US flagship clean coal project morphs into repowering programme with $1 billion in economic stimulus funds

America’s flagship clean coal project, FutureGen, will be revamped through $1 billion in economic stimulus funds pledged by the US Department of Energy (DOE) on 5 August. 

The project has a rocky history - President Obama resurrected it last year after the previous administration abandoned it, citing escalating costs that were later found to be the result of errors in cost estimate comparisons. 

Dubbed ’FutureGen 2.0’, the revised initiative is a clean coal repowering programme and carbon dioxide storage network.

The original FutureGen site was supposed to be in Matoon, Illinois, and serve as the nation’s first commercial-scale coal plant equipped with carbon capture and sequestration (CCS) technology.
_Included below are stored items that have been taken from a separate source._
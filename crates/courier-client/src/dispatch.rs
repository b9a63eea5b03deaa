//! Inbound message dispatch.
//!
//! Each inbound frame is decoded once and delivered to every handler
//! registered for its topic. Faults are isolated twice over: an
//! undecodable body drops only that message, and a panicking handler
//! never stops the remaining handlers or the connection.

use crate::handler::HandlerRef;
use crate::metrics;
use serde_json::Value;
use std::panic::{catch_unwind, AssertUnwindSafe};
use tracing::{error, warn};

/// Decode a message body and fan it out to the given handlers.
pub(crate) fn dispatch(topic: &str, body: &[u8], handlers: &[HandlerRef]) {
    let payload: Value = match serde_json::from_slice(body) {
        Ok(value) => value,
        Err(e) => {
            warn!(topic = %topic, error = %e, "Dropping undecodable message");
            metrics::record_dispatch_error("decode");
            return;
        }
    };

    for handler in handlers {
        let outcome = catch_unwind(AssertUnwindSafe(|| handler.on_message(&payload)));
        if outcome.is_err() {
            error!(topic = %topic, "Handler panicked; continuing with remaining handlers");
            metrics::record_dispatch_error("handler");
        }
    }
}

#[cfg(test)]
mod tests {
    use super::*;
    use crate::handler::handler_fn;
    use std::sync::atomic::{AtomicUsize, Ordering};
    use std::sync::Arc;

    #[test]
    fn test_fan_out_to_all_handlers() {
        let count = Arc::new(AtomicUsize::new(0));
        let handlers: Vec<HandlerRef> = (0..3)
            .map(|_| {
                let count = Arc::clone(&count);
                handler_fn(move |_| {
                    count.fetch_add(1, Ordering::SeqCst);
                })
            })
            .collect();

        dispatch("updates", br#"{"type":"x"}"#, &handlers);
        assert_eq!(count.load(Ordering::SeqCst), 3);
    }

    #[test]
    fn test_undecodable_body_is_dropped() {
        let count = Arc::new(AtomicUsize::new(0));
        let counting = {
            let count = Arc::clone(&count);
            handler_fn(move |_| {
                count.fetch_add(1, Ordering::SeqCst);
            })
        };

        dispatch("updates", b"not json", &[counting]);
        assert_eq!(count.load(Ordering::SeqCst), 0);
    }

    #[test]
    fn test_panicking_handler_is_isolated() {
        let count = Arc::new(AtomicUsize::new(0));
        let panicking = handler_fn(|_| panic!("handler bug"));
        let counting = {
            let count = Arc::clone(&count);
            handler_fn(move |_| {
                count.fetch_add(1, Ordering::SeqCst);
            })
        };

        dispatch("updates", b"{}", &[panicking, counting]);
        assert_eq!(count.load(Ordering::SeqCst), 1);
    }

    #[test]
    fn test_handler_sees_decoded_payload() {
        let seen = Arc::new(AtomicUsize::new(0));
        let handler = {
            let seen = Arc::clone(&seen);
            handler_fn(move |payload| {
                if payload["type"] == "x" {
                    seen.fetch_add(1, Ordering::SeqCst);
                }
            })
        };

        dispatch("updates", br#"{"type":"x"}"#, &[handler]);
        assert_eq!(seen.load(Ordering::SeqCst), 1);
    }
}
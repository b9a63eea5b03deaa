//! Frame types for the Courier broker protocol.
//!
//! A session is a CONNECT/CONNECTED handshake followed by any number of
//! SUBSCRIBE, UNSUBSCRIBE, SEND and MESSAGE frames, interleaved with
//! PING/PONG heartbeats, and ends with DISCONNECT or an ERROR.

use serde::{Deserialize, Serialize};

/// Frame type identifiers.
#[derive(Debug, Clone, Copy, PartialEq, Eq, Hash, Serialize, Deserialize)]
#[serde(into = "u8", try_from = "u8")]
#[repr(u8)]
pub enum FrameType {
    Connect = 0x01,
    Connected = 0x02,
    Subscribe = 0x03,
    Unsubscribe = 0x04,
    Send = 0x05,
    Message = 0x06,
    Error = 0x07,
    Ping = 0x08,
    Pong = 0x09,
    Disconnect = 0x0A,
}

impl From<FrameType> for u8 {
    fn from(ft: FrameType) -> u8 {
        ft as u8
    }
}

impl TryFrom<u8> for FrameType {
    type Error = &'static str;

    fn try_from(value: u8) -> Result<Self, <Self as TryFrom<u8>>::Error> {
        match value {
            0x01 => Ok(FrameType::Connect),
            0x02 => Ok(FrameType::Connected),
            0x03 => Ok(FrameType::Subscribe),
            0x04 => Ok(FrameType::Unsubscribe),
            0x05 => Ok(FrameType::Send),
            0x06 => Ok(FrameType::Message),
            0x07 => Ok(FrameType::Error),
            0x08 => Ok(FrameType::Ping),
            0x09 => Ok(FrameType::Pong),
            0x0A => Ok(FrameType::Disconnect),
            _ => Err("Invalid frame type"),
        }
    }
}

/// Error codes carried by [`Frame::Error`].
pub mod codes {
    /// Malformed or unexpected frame.
    pub const PROTOCOL: u16 = 1002;
    /// Broker is shutting down.
    pub const SHUTTING_DOWN: u16 = 1012;
    /// Handshake rejected: missing or invalid credentials.
    pub const UNAUTHORIZED: u16 = 1401;
    /// Destination does not exist or is not subscribable.
    pub const UNKNOWN_DESTINATION: u16 = 1404;
}

/// A protocol frame.
///
/// Frames are the messages exchanged between the client and the broker.
/// Message bodies are opaque bytes at this layer; the client decodes them
/// as UTF-8 JSON at dispatch time.
#[derive(Debug, Clone, PartialEq, Serialize, Deserialize)]
#[serde(tag = "type")]
pub enum Frame {
    /// Open a session on a fresh transport connection.
    #[serde(rename = "connect")]
    Connect {
        /// Protocol version the client speaks.
        version: u8,
        /// Optional bearer credential; absent means unauthenticated.
        #[serde(skip_serializing_if = "Option::is_none")]
        token: Option<String>,
        /// Desired symmetric heartbeat interval in milliseconds (0 disables).
        heartbeat: u32,
    },

    /// Session established; broker's reply to `Connect`.
    #[serde(rename = "connected")]
    Connected {
        /// Broker-assigned session identifier.
        session: String,
        /// Negotiated protocol version.
        version: u8,
        /// Effective symmetric heartbeat interval in milliseconds.
        heartbeat: u32,
    },

    /// Open a wire subscription on a destination.
    #[serde(rename = "subscribe")]
    Subscribe {
        /// Opaque subscription handle; echoed back on `Message` frames.
        id: String,
        /// Destination path to subscribe to.
        destination: String,
    },

    /// Close a wire subscription.
    #[serde(rename = "unsubscribe")]
    Unsubscribe {
        /// Handle of the subscription to close.
        id: String,
    },

    /// Publish a message to a destination (fire-and-forget).
    #[serde(rename = "send")]
    Send {
        /// Destination path.
        destination: String,
        /// Message body.
        #[serde(with = "serde_bytes")]
        body: Vec<u8>,
    },

    /// Inbound message delivery for one wire subscription.
    #[serde(rename = "message")]
    Message {
        /// Handle of the subscription this message was delivered on.
        subscription: String,
        /// Destination the message was published to.
        destination: String,
        /// Message body.
        #[serde(with = "serde_bytes")]
        body: Vec<u8>,
    },

    /// Fatal session error; the broker closes the connection after this.
    #[serde(rename = "error")]
    Error {
        /// Error code (see [`codes`]).
        code: u16,
        /// Human-readable error message.
        message: String,
    },

    /// Keepalive ping.
    #[serde(rename = "ping")]
    Ping,

    /// Keepalive pong.
    #[serde(rename = "pong")]
    Pong,

    /// Graceful session teardown.
    #[serde(rename = "disconnect")]
    Disconnect,
}

impl Frame {
    /// Get the frame type.
    #[must_use]
    pub fn frame_type(&self) -> FrameType {
        match self {
            Frame::Connect { .. } => FrameType::Connect,
            Frame::Connected { .. } => FrameType::Connected,
            Frame::Subscribe { .. } => FrameType::Subscribe,
            Frame::Unsubscribe { .. } => FrameType::Unsubscribe,
            Frame::Send { .. } => FrameType::Send,
            Frame::Message { .. } => FrameType::Message,
            Frame::Error { .. } => FrameType::Error,
            Frame::Ping => FrameType::Ping,
            Frame::Pong => FrameType::Pong,
            Frame::Disconnect => FrameType::Disconnect,
        }
    }

    /// Create a new Connect frame.
    #[must_use]
    pub fn connect(version: u8, token: Option<String>, heartbeat: u32) -> Self {
        Frame::Connect {
            version,
            token,
            heartbeat,
        }
    }

    /// Create a new Connected frame.
    #[must_use]
    pub fn connected(session: impl Into<String>, version: u8, heartbeat: u32) -> Self {
        Frame::Connected {
            session: session.into(),
            version,
            heartbeat,
        }
    }

    /// Create a new Subscribe frame.
    #[must_use]
    pub fn subscribe(id: impl Into<String>, destination: impl Into<String>) -> Self {
        Frame::Subscribe {
            id: id.into(),
            destination: destination.into(),
        }
    }

    /// Create a new Unsubscribe frame.
    #[must_use]
    pub fn unsubscribe(id: impl Into<String>) -> Self {
        Frame::Unsubscribe { id: id.into() }
    }

    /// Create a new Send frame.
    #[must_use]
    pub fn send(destination: impl Into<String>, body: impl Into<Vec<u8>>) -> Self {
        Frame::Send {
            destination: destination.into(),
            body: body.into(),
        }
    }

    /// Create a new Message frame.
    #[must_use]
    pub fn message(
        subscription: impl Into<String>,
        destination: impl Into<String>,
        body: impl Into<Vec<u8>>,
    ) -> Self {
        Frame::Message {
            subscription: subscription.into(),
            destination: destination.into(),
            body: body.into(),
        }
    }

    /// Create a new Error frame.
    #[must_use]
    pub fn error(code: u16, message: impl Into<String>) -> Self {
        Frame::Error {
            code,
            message: message.into(),
        }
    }
}

#[cfg(test)]
mod tests {
    use super::*;

    #[test]
    fn test_frame_type() {
        let connect = Frame::connect(1, None, 4000);
        assert_eq!(connect.frame_type(), FrameType::Connect);

        let subscribe = Frame::subscribe("sub-1", "/topic/status");
        assert_eq!(subscribe.frame_type(), FrameType::Subscribe);

        let message = Frame::message("sub-1", "/topic/status", b"{}".to_vec());
        assert_eq!(message.frame_type(), FrameType::Message);

        assert_eq!(Frame::Ping.frame_type(), FrameType::Ping);
        assert_eq!(Frame::Disconnect.frame_type(), FrameType::Disconnect);
    }

    #[test]
    fn test_frame_type_conversion() {
        for raw in 0x01..=0x0A {
            let ft = FrameType::try_from(raw).unwrap();
            assert_eq!(u8::from(ft), raw);
        }
        assert!(FrameType::try_from(0x00).is_err());
        assert!(FrameType::try_from(0x0B).is_err());
    }

    #[test]
    fn test_connect_without_token() {
        let frame = Frame::connect(1, None, 0);
        match frame {
            Frame::Connect {
                token, heartbeat, ..
            } => {
                assert!(token.is_none());
                assert_eq!(heartbeat, 0);
            }
            other => panic!("Expected Connect, got {other:?}"),
        }
    }
}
Under the revised FutureGen 2.0 plan, the site will now serve as a regional deep saline injection CO2 storage facility.


FutureGen 2.0

Instead, an idle 200 megawatt coal-fired power plant in Meredosia, Illinois, owned by power company Ameren, will be retrofitted with advanced oxy-combustion technology that burns coal with a mixture of oxygen and carbon dioxide instead of air to produce a concentrated CO2 stream. The DOE says the plant’s equipment will help deliver 90 per cent CO2 capture and eliminate most nitrogen oxides and sulfur oxides, as well as mercury and particulate emissions. 

Under this new FutureGen plan, Ameren and the other project partners will establish a CO2 pipeline network that stretches 150 miles between Meredosia and Mattoon to transport and store more than 1 million tonnes of captured CO annually. 
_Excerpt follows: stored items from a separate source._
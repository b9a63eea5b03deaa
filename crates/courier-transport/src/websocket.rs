//! WebSocket transport implementation.
//!
//! Dials the broker endpoint with tokio-tungstenite and reassembles Courier
//! frames out of the WebSocket message stream.

use async_trait::async_trait;
use bytes::BytesMut;
use courier_protocol::{codec, Frame};
use futures_util::{SinkExt, StreamExt};
use tokio::net::TcpStream;
use tokio_tungstenite::{
    connect_async,
    tungstenite::{Error as WsError, Message},
    MaybeTlsStream, WebSocketStream,
};
use tracing::{debug, warn};

use crate::traits::{Connection, Connector, TransportError};

/// WebSocket transport configuration.
#[derive(Debug, Clone)]
pub struct WebSocketConfig {
    /// Maximum WebSocket message size in bytes.
    pub max_message_size: usize,
}

impl Default for WebSocketConfig {
    fn default() -> Self {
        Self {
            max_message_size: 64 * 1024, // 64 KB
        }
    }
}

/// WebSocket connector.
#[derive(Debug, Default)]
pub struct WebSocketConnector {
    config: WebSocketConfig,
}

impl WebSocketConnector {
    /// Create a new WebSocket connector.
    #[must_use]
    pub fn new(config: WebSocketConfig) -> Self {
        Self { config }
    }
}

#[async_trait]
impl Connector for WebSocketConnector {
    async fn connect(&self, endpoint: &str) -> Result<Box<dyn Connection>, TransportError> {
        let (stream, response) = connect_async(endpoint)
            .await
            .map_err(|e| TransportError::Dial(e.to_string()))?;

        debug!(endpoint = %endpoint, status = %response.status(), "WebSocket handshake completed");

        let conn = WebSocketConnection::new(stream, endpoint, self.config.max_message_size);
        Ok(Box::new(conn))
    }

    fn name(&self) -> &'static str {
        "websocket"
    }
}

/// A dialed WebSocket connection.
pub struct WebSocketConnection {
    stream: WebSocketStream<MaybeTlsStream<TcpStream>>,
    endpoint: String,
    is_open: bool,
    read_buffer: BytesMut,
    max_message_size: usize,
}

impl WebSocketConnection {
    fn new(
        stream: WebSocketStream<MaybeTlsStream<TcpStream>>,
        endpoint: &str,
        max_message_size: usize,
    ) -> Self {
        Self {
            stream,
            endpoint: endpoint.to_string(),
            is_open: true,
            read_buffer: BytesMut::with_capacity(4096),
            max_message_size,
        }
    }
}

#[async_trait]
impl Connection for WebSocketConnection {
    async fn recv(&mut self) -> Result<Option<Frame>, TransportError> {
        // A previous WebSocket message may already hold a complete frame.
        if let Some(frame) = codec::decode_from(&mut self.read_buffer)? {
            return Ok(Some(frame));
        }

        loop {
            match self.stream.next().await {
                Some(Ok(Message::Binary(data))) => {
                    if data.len() > self.max_message_size {
                        warn!(
                            bytes = data.len(),
                            max = self.max_message_size,
                            "WebSocket message too large"
                        );
                        return Err(TransportError::Protocol(
                            courier_protocol::ProtocolError::FrameTooLarge(data.len()),
                        ));
                    }

                    self.read_buffer.extend_from_slice(&data);

                    if let Some(frame) = codec::decode_from(&mut self.read_buffer)? {
                        return Ok(Some(frame));
                    }
                    // Need more data, keep reading.
                }
                Some(Ok(Message::Text(text))) => {
                    // Some intermediaries re-frame binary data as text.
                    self.read_buffer.extend_from_slice(text.as_bytes());

                    if let Some(frame) = codec::decode_from(&mut self.read_buffer)? {
                        return Ok(Some(frame));
                    }
                }
                Some(Ok(Message::Ping(data))) => {
                    if let Err(e) = self.stream.send(Message::Pong(data)).await {
                        warn!(error = %e, "Failed to answer WebSocket ping");
                    }
                }
                Some(Ok(Message::Pong(_))) => {
                    // WebSocket-level pong, nothing to surface.
                }
                Some(Ok(Message::Close(_))) => {
                    debug!(endpoint = %self.endpoint, "Received close frame");
                    self.is_open = false;
                    return Ok(None);
                }
                Some(Ok(Message::Frame(_))) => {
                    // Raw frame, ignore.
                }
                Some(Err(WsError::ConnectionClosed | WsError::AlreadyClosed)) => {
                    self.is_open = false;
                    return Ok(None);
                }
                Some(Err(e)) => {
                    self.is_open = false;
                    return Err(TransportError::ReceiveFailed(e.to_string()));
                }
                None => {
                    debug!(endpoint = %self.endpoint, "WebSocket stream ended");
                    self.is_open = false;
                    return Ok(None);
                }
            }
        }
    }

    async fn send(&mut self, frame: Frame) -> Result<(), TransportError> {
        if !self.is_open {
            return Err(TransportError::ConnectionClosed);
        }

        let data = codec::encode(&frame)?;
        self.stream
            .send(Message::Binary(data.to_vec()))
            .await
            .map_err(|e| TransportError::SendFailed(e.to_string()))
    }

    async fn close(&mut self) -> Result<(), TransportError> {
        if !self.is_open {
            return Ok(());
        }
        self.is_open = false;

        self.stream
            .close(None)
            .await
            .map_err(|e| TransportError::Other(format!("Failed to close: {}", e)))
    }

    fn remote_addr(&self) -> Option<String> {
        Some(self.endpoint.clone())
    }

    fn is_open(&self) -> bool {
        self.is_open
    }
}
Despite local support from senators in Illinois, some lawmakers are concerned about the change, noting that Obama - who represented Illinois in the Senate before becoming president - pledged to get FutureGen back on track during his 2008 presidential campaign. In fact, he was one of several Illinois lawmakers who protested against plans to drop the project in 2008.
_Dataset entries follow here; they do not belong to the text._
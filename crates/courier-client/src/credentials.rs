//! Credential seam to the external session store.
//!
//! The connection handshake carries a bearer credential when one is
//! available; without one the connect is attempted unauthenticated and the
//! broker may reject it. The session store is told when the broker rejects
//! the credential outright.

use async_trait::async_trait;

/// Supplies the bearer credential for the connection handshake.
#[async_trait]
pub trait CredentialSource: Send + Sync {
    /// Current bearer token, or `None` to connect unauthenticated.
    async fn token(&self) -> Option<String>;

    /// Called when the broker rejects the handshake as unauthorized.
    fn rejected(&self) {}
}

/// No credentials: always connects unauthenticated.
#[derive(Debug, Default)]
pub struct NoCredentials;

#[async_trait]
impl CredentialSource for NoCredentials {
    async fn token(&self) -> Option<String> {
        None
    }
}

/// A fixed bearer token.
#[derive(Debug)]
pub struct StaticCredentials {
    token: String,
}

impl StaticCredentials {
    /// Create a source that always returns the given token.
    #[must_use]
    pub fn new(token: impl Into<String>) -> Self {
        Self {
            token: token.into(),
        }
    }
}

#[async_trait]
impl CredentialSource for StaticCredentials {
    async fn token(&self) -> Option<String> {
        Some(self.token.clone())
    }
}

#[cfg(test)]
mod tests {
    use super::*;

    #[tokio::test]
    async fn test_no_credentials() {
        assert_eq!(NoCredentials.token().await, None);
    }

    #[tokio::test]
    async fn test_static_credentials() {
        let source = StaticCredentials::new("bearer-abc");
        assert_eq!(source.token().await, Some("bearer-abc".to_string()));
    }
}
//! Fallback connector chain.
//!
//! Tries a list of connectors in priority order until one of them dials
//! successfully, so a client can downgrade (e.g. WebSocket behind a proxy
//! that mangles it) without the caller knowing.

use async_trait::async_trait;
use std::sync::Arc;
use tracing::debug;

use crate::traits::{Connection, Connector, TransportError};

/// A connector that tries multiple connectors in order of preference.
pub struct FallbackConnector {
    connectors: Vec<Arc<dyn Connector>>,
}

impl FallbackConnector {
    /// Create a new fallback connector with the given chain.
    ///
    /// Connectors are tried in order (first = highest priority).
    #[must_use]
    pub fn new(connectors: Vec<Arc<dyn Connector>>) -> Self {
        Self { connectors }
    }

    /// Append a connector to the chain.
    pub fn push(&mut self, connector: Arc<dyn Connector>) {
        self.connectors.push(connector);
    }

    /// Get the connector names in priority order.
    #[must_use]
    pub fn connector_names(&self) -> Vec<&'static str> {
        self.connectors.iter().map(|c| c.name()).collect()
    }
}

#[async_trait]
impl Connector for FallbackConnector {
    async fn connect(&self, endpoint: &str) -> Result<Box<dyn Connection>, TransportError> {
        let mut last_error = TransportError::Other("no connectors configured".into());

        for connector in &self.connectors {
            if !connector.is_available() {
                continue;
            }

            match connector.connect(endpoint).await {
                Ok(conn) => return Ok(conn),
                Err(e) => {
                    debug!(transport = connector.name(), error = %e, "Connector failed, trying next");
                    last_error = e;
                }
            }
        }

        Err(last_error)
    }

    fn name(&self) -> &'static str {
        "fallback"
    }

    fn is_available(&self) -> bool {
        self.connectors.iter().any(|c| c.is_available())
    }
}

#[cfg(test)]
mod tests {
    use super::*;
    use crate::memory;

    #[tokio::test]
    async fn test_falls_back_to_next_connector() {
        let (refusing, _refusing_listener) = memory::pair();
        refusing.set_refuse(true);
        let (accepting, mut listener) = memory::pair();

        let chain = FallbackConnector::new(vec![Arc::new(refusing), Arc::new(accepting)]);
        assert_eq!(chain.connector_names(), vec!["memory", "memory"]);

        let conn = chain.connect("memory://test").await.unwrap();
        assert!(conn.is_open());
        assert!(listener.accept().await.is_some());
    }

    #[tokio::test]
    async fn test_all_connectors_fail() {
        let (refusing, _listener) = memory::pair();
        refusing.set_refuse(true);

        let chain = FallbackConnector::new(vec![Arc::new(refusing)]);
        assert!(chain.connect("memory://test").await.is_err());
    }

    #[tokio::test]
    async fn test_empty_chain_fails() {
        let chain = FallbackConnector::new(Vec::new());
        assert!(chain.connect("memory://test").await.is_err());
        assert!(!chain.is_available());
    }
}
Illinois Republican Rep. Timothy Johnson is concerned that the new plan reduces FutureGen’s scope. In a 5 August statement, he urged Obama to ’stay the course of the original plan’ to build the state-of-the-art, clean coal generation plant, which has been in development for 7 years.

’They are now talking about making Mattoon a repository for the sequestration of carbon dioxide piped in from all across the country,’ Johnson said. ’This is not even close to the scientifically reviewed project that had been promised.’